The impact would thus be on the poor, on governments and on those international agencies and NGOs working on poverty. The specific activities contemplated in the grant application would benefit the technical staff, statisticians and evidence-based policy makers who would benefit from a better knowledge of and understanding of the multidimensional poverty measurement methodologies and their practicality for policy. Much of the specific activities contemplated are aimed at this group so that they may have the tools needed as they set the indicators for the new SDGs.

How will these groups benefit? The target audiences will benefit through increased awareness and knowledge of these new methodologies.
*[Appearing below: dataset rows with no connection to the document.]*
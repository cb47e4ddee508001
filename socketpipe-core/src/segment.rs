//! Segment-based, refcounted, pool-backed buffer (C1 SegmentBuffer)
//!
//! This is the only module outside [`crate::worker_pool`] allowed to use
//! `unsafe`: every invariant the rest of the crate relies on (page
//! lifetime, initialized-length tracking, pool return-on-drop) is proven
//! here once.
//!
//! A `Page` is a fixed-size (`block_size`) heap allocation rented from a
//! [`BlockPool`] free-list and returned to it when the last `Arc<Page>`
//! drops. A `Segment` is an immutable, refcounted *view* over a page: its
//! `committed` length only ever grows (single-writer, append-only), so
//! multiple `Position`s can safely hold snapshots of different lengths
//! into the same page without any copying or locking on the read side.

#![allow(unsafe_code)]

use std::alloc::{alloc, dealloc, Layout};
use std::ptr::NonNull;
use std::sync::atomic::{AtomicUsize, Ordering};
use std::sync::Arc;

use parking_lot::Mutex;

use crate::error::{Error, Result};

const PAGE_ALIGN: usize = 64;

struct RawPage {
    ptr: NonNull<u8>,
    layout: Layout,
    pool: std::sync::Weak<PoolInner>,
}

// SAFETY: the page is exclusively owned while mutable (writer side) and
// read-only thereafter (multiple `Segment`s share it via `Arc`); no
// interior mutability is exposed except the append-only `committed`
// counter on `Segment`, which is itself atomic.
unsafe impl Send for RawPage {}
unsafe impl Sync for RawPage {}

impl Drop for RawPage {
    fn drop(&mut self) {
        if let Some(pool) = self.pool.upgrade() {
            pool.free.lock().push(self.ptr);
        } else {
            unsafe { dealloc(self.ptr.as_ptr(), self.layout) };
        }
    }
}

struct PoolInner {
    block_size: usize,
    layout: Layout,
    free: Mutex<Vec<NonNull<u8>>>,
}

// SAFETY: `free` only ever holds pointers to allocations made with
// `layout`; raw pointers are `Send` here because ownership transfers
// atomically through the mutex.
unsafe impl Send for PoolInner {}
unsafe impl Sync for PoolInner {}

impl Drop for PoolInner {
    fn drop(&mut self) {
        for ptr in self.free.lock().drain(..) {
            unsafe { dealloc(ptr.as_ptr(), self.layout) };
        }
    }
}

/// Free-list of fixed-size pages shared by every [`SegmentBuffer`] that
/// opts into pooling (the default).
pub struct BlockPool {
    inner: Arc<PoolInner>,
}

impl BlockPool {
    #[must_use]
    pub fn new(block_size: usize) -> Arc<Self> {
        let layout = Layout::from_size_align(block_size, PAGE_ALIGN)
            .expect("block_size must yield a valid layout");
        Arc::new(Self {
            inner: Arc::new(PoolInner {
                block_size,
                layout,
                free: Mutex::new(Vec::new()),
            }),
        })
    }

    #[must_use]
    pub fn block_size(&self) -> usize {
        self.inner.block_size
    }

    fn rent(self: &Arc<Self>) -> Arc<RawPage> {
        let ptr = self.inner.free.lock().pop().unwrap_or_else(|| {
            let raw = unsafe { alloc(self.inner.layout) };
            if raw.is_null() {
                std::alloc::handle_alloc_error(self.inner.layout);
            }
            NonNull::new(raw).expect("alloc returned null after null-check")
        });
        Arc::new(RawPage {
            ptr,
            layout: self.inner.layout,
            pool: Arc::downgrade(&self.inner),
        })
    }

    /// Number of pages currently idle in the free-list.
    #[must_use]
    pub fn idle_pages(&self) -> usize {
        self.inner.free.lock().len()
    }
}

/// One node of the forward-linked segment chain: a refcounted page plus
/// the committed-length high-water mark and the absolute `running_index`
/// of its first byte.
pub struct Segment {
    page: Arc<RawPage>,
    capacity: usize,
    committed: AtomicUsize,
    running_index: u64,
    next: Mutex<Option<Arc<Segment>>>,
}

impl Segment {
    fn new(page: Arc<RawPage>, capacity: usize, running_index: u64) -> Arc<Self> {
        Arc::new(Self {
            page,
            capacity,
            committed: AtomicUsize::new(0),
            running_index,
            next: Mutex::new(None),
        })
    }

    #[must_use]
    pub fn running_index(&self) -> u64 {
        self.running_index
    }

    /// Bytes committed into this segment so far. Only ever grows.
    #[must_use]
    pub fn committed(&self) -> usize {
        self.committed.load(Ordering::Acquire)
    }

    #[must_use]
    pub fn capacity(&self) -> usize {
        self.capacity
    }

    #[must_use]
    pub fn next(&self) -> Option<Arc<Segment>> {
        self.next.lock().clone()
    }

    fn link_next(&self, next: &Arc<Segment>) {
        *self.next.lock() = Some(Arc::clone(next));
    }

    /// Borrow `[start, end)` of this segment's committed bytes.
    fn slice(&self, start: usize, end: usize) -> &[u8] {
        debug_assert!(end <= self.committed());
        debug_assert!(start <= end);
        unsafe { std::slice::from_raw_parts(self.page.ptr.as_ptr().add(start), end - start) }
    }

    fn writable_mut(&self, start: usize, end: usize) -> &mut [u8] {
        debug_assert!(end <= self.capacity);
        debug_assert!(start <= end);
        unsafe { std::slice::from_raw_parts_mut(self.page.ptr.as_ptr().add(start), end - start) }
    }
}

/// A `(segment, offset_within_segment)` cursor into a segment chain.
#[derive(Clone)]
pub struct Position {
    pub(crate) segment: Arc<Segment>,
    pub(crate) offset: usize,
}

impl Position {
    #[must_use]
    pub fn absolute(&self) -> u64 {
        self.segment.running_index() + self.offset as u64
    }
}

impl PartialEq for Position {
    fn eq(&self, other: &Self) -> bool {
        Arc::ptr_eq(&self.segment, &other.segment) && self.offset == other.offset
    }
}

/// A read-only, refcounted view over a run of committed bytes spanning
/// one or more segments. Dropping it releases the chain's refcounts.
#[derive(Clone)]
pub struct BufferSequence {
    start: Position,
    end: Position,
}

impl BufferSequence {
    fn empty_at(pos: Position) -> Self {
        Self {
            start: pos.clone(),
            end: pos,
        }
    }

    #[must_use]
    pub fn start(&self) -> Position {
        self.start.clone()
    }

    #[must_use]
    pub fn end(&self) -> Position {
        self.end.clone()
    }

    #[must_use]
    pub fn len(&self) -> u64 {
        self.end.absolute().saturating_sub(self.start.absolute())
    }

    #[must_use]
    pub fn is_empty(&self) -> bool {
        self.len() == 0
    }

    /// Build a sequence spanning `[start, end)`, collapsing to an empty
    /// sequence anchored at `start` if the two positions coincide.
    pub(crate) fn spanning(start: Position, end: Position) -> Self {
        if start == end {
            Self::empty_at(start)
        } else {
            Self { start, end }
        }
    }

    /// Visit each contiguous chunk of bytes in order.
    pub fn for_each_chunk(&self, mut f: impl FnMut(&[u8])) {
        if self.is_empty() {
            return;
        }
        let mut seg = Arc::clone(&self.start.segment);
        let mut start_off = self.start.offset;
        loop {
            let is_last = Arc::ptr_eq(&seg, &self.end.segment);
            let end_off = if is_last {
                self.end.offset
            } else {
                seg.committed()
            };
            if end_off > start_off {
                f(seg.slice(start_off, end_off));
            }
            if is_last {
                break;
            }
            let next = seg.next().expect("segment chain ends before reaching `end`");
            seg = next;
            start_off = 0;
        }
    }

    /// Copy the whole sequence into a freshly allocated `Vec<u8>`.
    #[must_use]
    pub fn to_vec(&self) -> Vec<u8> {
        let mut out = Vec::with_capacity(self.len() as usize);
        self.for_each_chunk(|chunk| out.extend_from_slice(chunk));
        out
    }

    /// As a list of segment slices, suitable for scatter-gather sends
    /// (spec §4.5 send-loop, S6).
    #[must_use]
    pub fn chunks(&self) -> Vec<bytes::Bytes> {
        let mut out = Vec::new();
        self.for_each_chunk(|chunk| out.push(bytes::Bytes::copy_from_slice(chunk)));
        out
    }
}

/// A writer-facing append-only buffer producing refcounted read-only
/// sequences (spec §4.1).
pub struct SegmentBuffer {
    pool: Arc<BlockPool>,
    block_size: usize,
    head: Option<Arc<Segment>>,
    tail: Option<Arc<Segment>>,
    flush_start: Option<Position>,
    next_running_index: u64,
    span_in_flight: bool,
}

impl SegmentBuffer {
    #[must_use]
    pub fn new(pool: Arc<BlockPool>) -> Self {
        let block_size = pool.block_size();
        Self {
            pool,
            block_size,
            head: None,
            tail: None,
            flush_start: None,
            next_running_index: 0,
            span_in_flight: false,
        }
    }

    fn tail_spare(&self) -> usize {
        self.tail
            .as_ref()
            .map_or(0, |t| t.capacity() - t.committed())
    }

    /// Size of each rented block.
    #[must_use]
    pub fn block_size(&self) -> usize {
        self.block_size
    }

    /// Position of the first byte ever written to this buffer, if any.
    #[must_use]
    pub fn origin(&self) -> Option<Position> {
        self.head.as_ref().map(|head| Position {
            segment: Arc::clone(head),
            offset: 0,
        })
    }

    /// Return the current tail's unused capacity if it satisfies
    /// `size_hint`, else rent a new block. `size_hint > block_size` fails.
    pub fn get_span(&mut self, size_hint: usize) -> Result<&mut [u8]> {
        if self.span_in_flight {
            return Err(Error::invalid_operation(
                "get_span called again before a matching advance",
            ));
        }
        if size_hint > self.block_size {
            return Err(Error::argument_out_of_range(format!(
                "size_hint {size_hint} exceeds block_size {}",
                self.block_size
            )));
        }
        if self.tail_spare() < size_hint.max(1) {
            self.roll_tail();
        }
        self.span_in_flight = true;
        let tail = self.tail.as_ref().expect("roll_tail always sets a tail");
        let committed = tail.committed();
        Ok(tail.writable_mut(committed, tail.capacity()))
    }

    fn roll_tail(&mut self) {
        let page = self.pool.rent();
        let running_index = self.next_running_index;
        let new_tail = Segment::new(page, self.block_size, running_index);
        if let Some(prev) = &self.tail {
            prev.link_next(&new_tail);
        }
        if self.head.is_none() {
            self.head = Some(Arc::clone(&new_tail));
        }
        self.tail = Some(new_tail);
    }

    /// Commit `n` written bytes (does not make them visible to a reader;
    /// see [`Self::flush`]).
    pub fn advance(&mut self, n: usize) -> Result<()> {
        if !self.span_in_flight {
            return Err(Error::invalid_operation("advance called without a pending get_span"));
        }
        let tail = self
            .tail
            .as_ref()
            .expect("span_in_flight implies a tail exists");
        let spare = tail.capacity() - tail.committed();
        if n > spare {
            return Err(Error::argument_out_of_range(format!(
                "advance({n}) exceeds the {spare} bytes returned by get_span"
            )));
        }
        tail.committed.fetch_add(n, Ordering::Release);
        self.next_running_index += n as u64;
        self.span_in_flight = false;
        Ok(())
    }

    /// Return a refcounted sequence of all bytes committed since the last
    /// flush, retaining any residual tail capacity for future writes.
    pub fn flush(&mut self) -> BufferSequence {
        let end = match &self.tail {
            Some(tail) => Position {
                segment: Arc::clone(tail),
                offset: tail.committed(),
            },
            None => {
                // Nothing has ever been written: synthesize an empty
                // sequence anchored at a fresh, empty tail so callers have
                // a stable position to advance_to from.
                self.roll_tail();
                let tail = self.tail.as_ref().unwrap();
                Position {
                    segment: Arc::clone(tail),
                    offset: 0,
                }
            }
        };
        let start = self.flush_start.clone().unwrap_or_else(|| Position {
            segment: self.head.clone().unwrap_or_else(|| Arc::clone(&self.tail.as_ref().unwrap())),
            offset: 0,
        });
        self.flush_start = Some(end.clone());
        if start == end {
            BufferSequence::empty_at(start)
        } else {
            BufferSequence { start, end }
        }
    }

    /// Release every segment this buffer holds.
    pub fn dispose(&mut self) {
        self.head = None;
        self.tail = None;
        self.flush_start = None;
        self.span_in_flight = false;
    }
}

#[cfg(test)]
mod tests {
    use super::*;

    #[test]
    fn single_block_roundtrip() {
        let pool = BlockPool::new(64);
        let mut buf = SegmentBuffer::new(pool);
        let span = buf.get_span(5).unwrap();
        span[..5].copy_from_slice(b"hello");
        buf.advance(5).unwrap();
        let seq = buf.flush();
        assert_eq!(seq.to_vec(), b"hello");
    }

    #[test]
    fn spans_multiple_blocks() {
        let pool = BlockPool::new(4);
        let mut buf = SegmentBuffer::new(pool);
        for chunk in [b"ab".as_slice(), b"cd", b"ef"] {
            let span = buf.get_span(chunk.len()).unwrap();
            span[..chunk.len()].copy_from_slice(chunk);
            buf.advance(chunk.len()).unwrap();
        }
        let seq = buf.flush();
        assert_eq!(seq.to_vec(), b"abcdef");
        assert!(seq.chunks().len() >= 2);
    }

    #[test]
    fn oversized_hint_rejected() {
        let pool = BlockPool::new(8);
        let mut buf = SegmentBuffer::new(pool);
        assert!(buf.get_span(9).is_err());
    }

    #[test]
    fn double_span_without_advance_rejected() {
        let pool = BlockPool::new(8);
        let mut buf = SegmentBuffer::new(pool);
        let _ = buf.get_span(4).unwrap();
        assert!(buf.get_span(4).is_err());
    }

    #[test]
    fn pages_return_to_pool_on_drop() {
        let pool = BlockPool::new(8);
        {
            let mut buf = SegmentBuffer::new(Arc::clone(&pool));
            let _ = buf.get_span(8).unwrap();
            buf.advance(8).unwrap();
        }
        assert_eq!(pool.idle_pages(), 1);
    }
}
Governments will benefit by having clear international standards for multidimensional as well as income extreme poverty. The poor will benefit because over time, poverty programs would change to meet this new, more realistic definition of poverty-and to meet the global standard set by the United Nations.

The involvement of the MPPN in this project will help to insure its impact. The MPPN is a network of 40 countries from Africa, Asia and Latin America focused on reducing poverty through multidimensional poverty measurement and programs. These countries also are very involved in helping to have multidimensional poverty measurement in the SDGs. They will be active participants throughout this project. The impact will therefore also be on the MPPN, strengthening it as an organization that is quickly growing. Our expectation is that each m member country will deepen its understanding and therefore commitment to multidimensional poverty measurement.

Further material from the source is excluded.